I received an invite for canapés and drinks for a 2 hour evening event a 4-hour drive from my office. As much as I’m partial to a canapé and a glass of champagne, I’m afraid that the 8 hour round trip (not mentioning the inability to indulge in more than 1 glass as I’d be driving) is off the scale in terms of its unsuitability to my busy schedule. I’m afraid not only do I decline such invitations, but it goes against that venue (as I mark said venue as rather scattergun in approach). Unsure of their target market and therefore probably unlikely to be right for my discerning customers. I know I’m not the only one who thinks this, as I talk to my wedding planning colleagues all the time about these approaches.
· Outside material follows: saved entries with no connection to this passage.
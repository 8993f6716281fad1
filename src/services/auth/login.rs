use actix_web::{HttpRequest, HttpResponse, Result as ActixResult};

use crate::models::{
    ApiResponse, ErrorCode,
    auth::{LoginRequest, LoginResponse},
    users::entities::UserStatus,
};
use crate::utils::jwt;
use crate::utils::password::verify_password;

use super::AuthService;

pub async fn handle_login(
    service: &AuthService,
    login_request: LoginRequest,
    request: &HttpRequest,
) -> ActixResult<HttpResponse> {
    let storage = service.get_storage(request);
    let config = service.get_config();

    // 1. 根据用户名或邮箱获取用户信息
    match storage
        .get_user_by_username_or_email(&login_request.username)
        .await
    {
        Ok(Some(user)) => {
            // 2. 验证密码
            if !verify_password(&login_request.password, &user.password_hash) {
                return Ok(HttpResponse::Unauthorized().json(ApiResponse::error_empty(
                    ErrorCode::AuthFailed,
                    "Username or password is incorrect",
                )));
            }

            // 3. 禁止非活跃账户登录
            if user.status != UserStatus::Active {
                return Ok(HttpResponse::Forbidden().json(ApiResponse::error_empty(
                    ErrorCode::Forbidden,
                    "Account is disabled",
                )));
            }

            // 4. 更新最后登录时间
            let _ = storage.update_last_login(user.id).await;

            // 5. 生成令牌对
            match user
                .generate_token_pair(login_request.remember_me.then(|| {
                    chrono::Duration::days(config.jwt.refresh_token_remember_me_expiry)
                }))
                .await
            {
                Ok(token_pair) => {
                    tracing::info!("User {} logged in successfully", user.username);

                    let response = LoginResponse {
                        access_token: token_pair.access_token,
                        expires_in: config.jwt.access_token_expiry * 60, // 转换为秒
                        user,
                        created_at: chrono::Utc::now(),
                    };

                    // 6. 创建 refresh token cookie
                    let refresh_cookie =
                        jwt::JwtUtils::create_refresh_token_cookie(&token_pair.refresh_token);

                    Ok(HttpResponse::Ok()
                        .cookie(refresh_cookie)
                        .json(ApiResponse::success(response, "Login successful")))
                }
                Err(e) => {
                    tracing::error!("Failed to generate JWT token: {}", e);
                    Ok(
                        HttpResponse::InternalServerError().json(ApiResponse::error_empty(
                            ErrorCode::InternalServerError,
                            "Login failed, unable to generate token",
                        )),
                    )
                }
            }
        }
        Ok(None) => Ok(HttpResponse::Unauthorized().json(ApiResponse::error_empty(
            ErrorCode::AuthFailed,
            "Username or password is incorrect",
        ))),
        Err(e) => Ok(
            HttpResponse::InternalServerError().json(ApiResponse::error_empty(
                ErrorCode::InternalServerError,
                format!("Login failed: {e}"),
            )),
        ),
    }
}
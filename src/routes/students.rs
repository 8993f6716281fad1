use actix_web::{HttpRequest, HttpResponse, Result as ActixResult, web};
use once_cell::sync::Lazy;

use crate::middlewares;
use crate::models::users::entities::UserRole;
use crate::services::StudentService;

// 懒加载的全局 StudentService 实例
static STUDENT_SERVICE: Lazy<StudentService> = Lazy::new(StudentService::new_lazy);

pub async fn my_results(req: HttpRequest) -> ActixResult<HttpResponse> {
    STUDENT_SERVICE.my_results(&req).await
}

pub async fn my_transcript(req: HttpRequest) -> ActixResult<HttpResponse> {
    STUDENT_SERVICE.my_transcript(&req).await
}

// 配置路由
pub fn configure_student_routes(cfg: &mut web::ServiceConfig) {
    cfg.service(
        web::scope("/api/v1/students")
            .wrap(middlewares::RequireJWT)
            .service(
                web::scope("")
                    .wrap(middlewares::RequireRole::new_any(UserRole::student_roles()))
                    .route("/results", web::get().to(my_results))
                    .route("/transcript", web::get().to(my_transcript)),
            ),
    );
}
use crate::cache::traits::ObjectCache;
use crate::errors::Result;
use once_cell::sync::Lazy;
use std::{
    collections::HashMap,
    future::Future,
    pin::Pin,
    sync::{Arc, RwLock},
};

pub type BoxedObjectCacheFuture =
    Pin<Box<dyn Future<Output = Result<Box<dyn ObjectCache>>> + Send>>;
pub type ObjectCacheConstructor = Arc<dyn Fn() -> BoxedObjectCacheFuture + Send + Sync>;

static OBJECT_CACHE_REGISTRY: Lazy<RwLock<HashMap<String, ObjectCacheConstructor>>> =
    Lazy::new(|| RwLock::new(HashMap::new()));

pub fn register_object_cache_plugin<S: Into<String>>(name: S, constructor: ObjectCacheConstructor) {
    let name = name.into();
    let mut registry = OBJECT_CACHE_REGISTRY
        .write()
        .expect("Cache registry lock poisoned");
    registry.insert(name, constructor);
}

pub fn get_object_cache_plugin(name: &str) -> Option<ObjectCacheConstructor> {
    OBJECT_CACHE_REGISTRY
        .read()
        .expect("Cache registry lock poisoned")
        .get(name)
        .cloned()
}

pub fn debug_object_cache_registry() {
    let registry = OBJECT_CACHE_REGISTRY
        .read()
        .expect("Cache registry lock poisoned");
    if registry.is_empty() {
        tracing::debug!("No object cache plugins registered.");
    } else {
        tracing::debug!("Registered object cache plugins:");
        for key in registry.keys() {
            tracing::debug!(" - {}", key);
        }
    }
}
//! 用户存储操作

use super::SeaOrmStorage;
use crate::entity::users::{ActiveModel, Column, Entity as Users};
use crate::errors::{IntellGradeError, Result};
use crate::models::{
    PaginationInfo,
    users::{
        entities::{User, UserRole, UserStatus},
        requests::{CreateUserRequest, UpdateUserRequest, UserListQuery},
        responses::{StudentEntry, UserListResponse},
    },
};
use crate::utils::escape_like_pattern;
use crate::utils::password::hash_password;
use sea_orm::{
    ActiveModelTrait, ColumnTrait, Condition, EntityTrait, PaginatorTrait, QueryFilter, QueryOrder,
    Set,
};

impl SeaOrmStorage {
    /// 创建用户（密码在此处哈希）
    pub async fn create_user_impl(&self, req: CreateUserRequest) -> Result<User> {
        let now = chrono::Utc::now().timestamp();
        let password_hash = hash_password(&req.password)?;

        let model = ActiveModel {
            username: Set(req.username),
            email: Set(req.email),
            password_hash: Set(password_hash),
            role: Set(req.role.to_string()),
            status: Set(UserStatus::Active.to_string()),
            display_name: Set(req.display_name),
            department_id: Set(req.department_id),
            created_at: Set(now),
            updated_at: Set(now),
            ..Default::default()
        };

        let result = model
            .insert(&self.db)
            .await
            .map_err(|e| IntellGradeError::database_operation(format!("创建用户失败: {e}")))?;

        Ok(result.into_user())
    }

    /// 通过 ID 获取用户
    pub async fn get_user_by_id_impl(&self, id: i64) -> Result<Option<User>> {
        let result = Users::find_by_id(id)
            .one(&self.db)
            .await
            .map_err(|e| IntellGradeError::database_operation(format!("查询用户失败: {e}")))?;

        Ok(result.map(|m| m.into_user()))
    }

    /// 通过用户名或邮箱获取用户
    pub async fn get_user_by_username_or_email_impl(
        &self,
        identifier: &str,
    ) -> Result<Option<User>> {
        let result = Users::find()
            .filter(
                Condition::any()
                    .add(Column::Username.eq(identifier))
                    .add(Column::Email.eq(identifier)),
            )
            .one(&self.db)
            .await
            .map_err(|e| IntellGradeError::database_operation(format!("查询用户失败: {e}")))?;

        Ok(result.map(|m| m.into_user()))
    }

    /// 分页列出用户
    pub async fn list_users_with_pagination_impl(
        &self,
        query: UserListQuery,
    ) -> Result<UserListResponse> {
        let page = query.page.unwrap_or(1).max(1) as u64;
        let size = query.size.unwrap_or(10).clamp(1, 100) as u64;

        let mut select = Users::find();

        // 搜索条件
        if let Some(ref search) = query.search
            && !search.trim().is_empty()
        {
            let escaped = escape_like_pattern(search.trim());
            select = select.filter(
                Condition::any()
                    .add(Column::Username.contains(&escaped))
                    .add(Column::Email.contains(&escaped))
                    .add(Column::DisplayName.contains(&escaped)),
            );
        }

        // 角色筛选
        if let Some(ref role) = query.role {
            select = select.filter(Column::Role.eq(role.to_string()));
        }

        // 状态筛选
        if let Some(ref status) = query.status {
            select = select.filter(Column::Status.eq(status.to_string()));
        }

        // 排序
        select = select.order_by_desc(Column::CreatedAt);

        // 分页查询
        let paginator = select.paginate(&self.db, size);
        let total = paginator
            .num_items()
            .await
            .map_err(|e| IntellGradeError::database_operation(format!("查询用户总数失败: {e}")))?;

        let pages = paginator
            .num_pages()
            .await
            .map_err(|e| IntellGradeError::database_operation(format!("查询用户页数失败: {e}")))?;

        let users = paginator
            .fetch_page(page - 1)
            .await
            .map_err(|e| IntellGradeError::database_operation(format!("查询用户列表失败: {e}")))?;

        Ok(UserListResponse {
            items: users.into_iter().map(|m| m.into_user()).collect(),
            pagination: PaginationInfo {
                page: page as i64,
                page_size: size as i64,
                total: total as i64,
                total_pages: pages as i64,
            },
        })
    }

    /// 更新用户最后登录时间
    pub async fn update_last_login_impl(&self, id: i64) -> Result<bool> {
        let now = chrono::Utc::now().timestamp();

        let result = Users::update_many()
            .col_expr(Column::LastLogin, sea_orm::sea_query::Expr::value(now))
            .filter(Column::Id.eq(id))
            .exec(&self.db)
            .await
            .map_err(|e| {
                IntellGradeError::database_operation(format!("更新最后登录时间失败: {e}"))
            })?;

        Ok(result.rows_affected > 0)
    }

    /// 更新用户信息
    pub async fn update_user_impl(
        &self,
        id: i64,
        update: UpdateUserRequest,
    ) -> Result<Option<User>> {
        // 先检查用户是否存在
        let existing = self.get_user_by_id_impl(id).await?;
        if existing.is_none() {
            return Ok(None);
        }

        let now = chrono::Utc::now().timestamp();

        let mut model = ActiveModel {
            id: Set(id),
            updated_at: Set(now),
            ..Default::default()
        };

        if let Some(email) = update.email {
            model.email = Set(email);
        }

        if let Some(password) = update.password {
            model.password_hash = Set(hash_password(&password)?);
        }

        if let Some(role) = update.role {
            model.role = Set(role.to_string());
        }

        if let Some(status) = update.status {
            model.status = Set(status.to_string());
        }

        if let Some(display_name) = update.display_name {
            model.display_name = Set(Some(display_name));
        }

        if let Some(department_id) = update.department_id {
            model.department_id = Set(Some(department_id));
        }

        model
            .update(&self.db)
            .await
            .map_err(|e| IntellGradeError::database_operation(format!("更新用户失败: {e}")))?;

        self.get_user_by_id_impl(id).await
    }

    /// 删除用户
    pub async fn delete_user_impl(&self, id: i64) -> Result<bool> {
        let result = Users::delete_by_id(id)
            .exec(&self.db)
            .await
            .map_err(|e| IntellGradeError::database_operation(format!("删除用户失败: {e}")))?;

        Ok(result.rows_affected > 0)
    }

    /// 统计用户数量
    pub async fn count_users_impl(&self) -> Result<u64> {
        let count = Users::find()
            .count(&self.db)
            .await
            .map_err(|e| IntellGradeError::database_operation(format!("统计用户数量失败: {e}")))?;

        Ok(count)
    }

    /// 按角色统计用户数量
    pub async fn count_users_by_role_impl(&self, role: UserRole) -> Result<i64> {
        let count = Users::find()
            .filter(Column::Role.eq(role.to_string()))
            .count(&self.db)
            .await
            .map_err(|e| IntellGradeError::database_operation(format!("统计用户数量失败: {e}")))?;

        Ok(count as i64)
    }

    /// 学生花名册（按显示名排序）
    pub async fn list_students_impl(&self) -> Result<Vec<StudentEntry>> {
        let students = Users::find()
            .filter(Column::Role.eq(UserRole::Student.to_string()))
            .filter(Column::Status.eq(UserStatus::Active.to_string()))
            .order_by_asc(Column::DisplayName)
            .order_by_asc(Column::Username)
            .all(&self.db)
            .await
            .map_err(|e| IntellGradeError::database_operation(format!("查询学生列表失败: {e}")))?;

        Ok(students
            .into_iter()
            .map(|m| StudentEntry {
                id: m.id,
                name: m.display_name.clone().unwrap_or_else(|| m.username.clone()),
                email: m.email,
            })
            .collect())
    }
}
I urge you, as progressive venues, to really fine-tune who your target market is first and devise your events programme and invitations accordingly. If your strategy does involve targeting wedding planners and their clients (a good move particularly if you want to offer weekend weddings, blank canvas weddings or those with a luxury element), then you need to look closely at who they are, where they are based and give them a compelling reason to break from their busy diary and give you their time.
The full experience
You need to host something that truly allows them to experience all that you have to offer – this might well be fine to host a dinner or a lunch if your guest list is relatively local but if you’ve got a country setting and are wanting to tap into the London and/or destination market – generally an overnight stay, dinner and breakfast is about right – 24 hours or thereabouts is enough time for a wedding planner to confidently see what you have to offer and work out if it’s right for their clients by tasting your food, experiencing your service, building a relationship with your key team members – all these things really matter to the planner serving a luxury client. You could look at hosting a small group event for a selection of wedding planners or invite them in one by one with the chance of bringing a partner or colleague if invites are on a one by one basis.
Time it well
Midweeks are great and usually preferred. I’d also suggest choosing your timings carefully – May to September can be tricky to get a healthy guest list on any day of the week as most planners are working flat out on event delivery from week to week over this time.
The right guest list
My final tip here is to choose your target list wisely – do look closely at the sort of weddings the planner regularly organises, as featured on their gallery and social media and look at what style they are passionate about and if that’s a good match for you. Targeting the right planners who are likely to have the right couples for your venue is better than having volume of the wrong people headed your way (I’m always about quality over quantity in everything that I do).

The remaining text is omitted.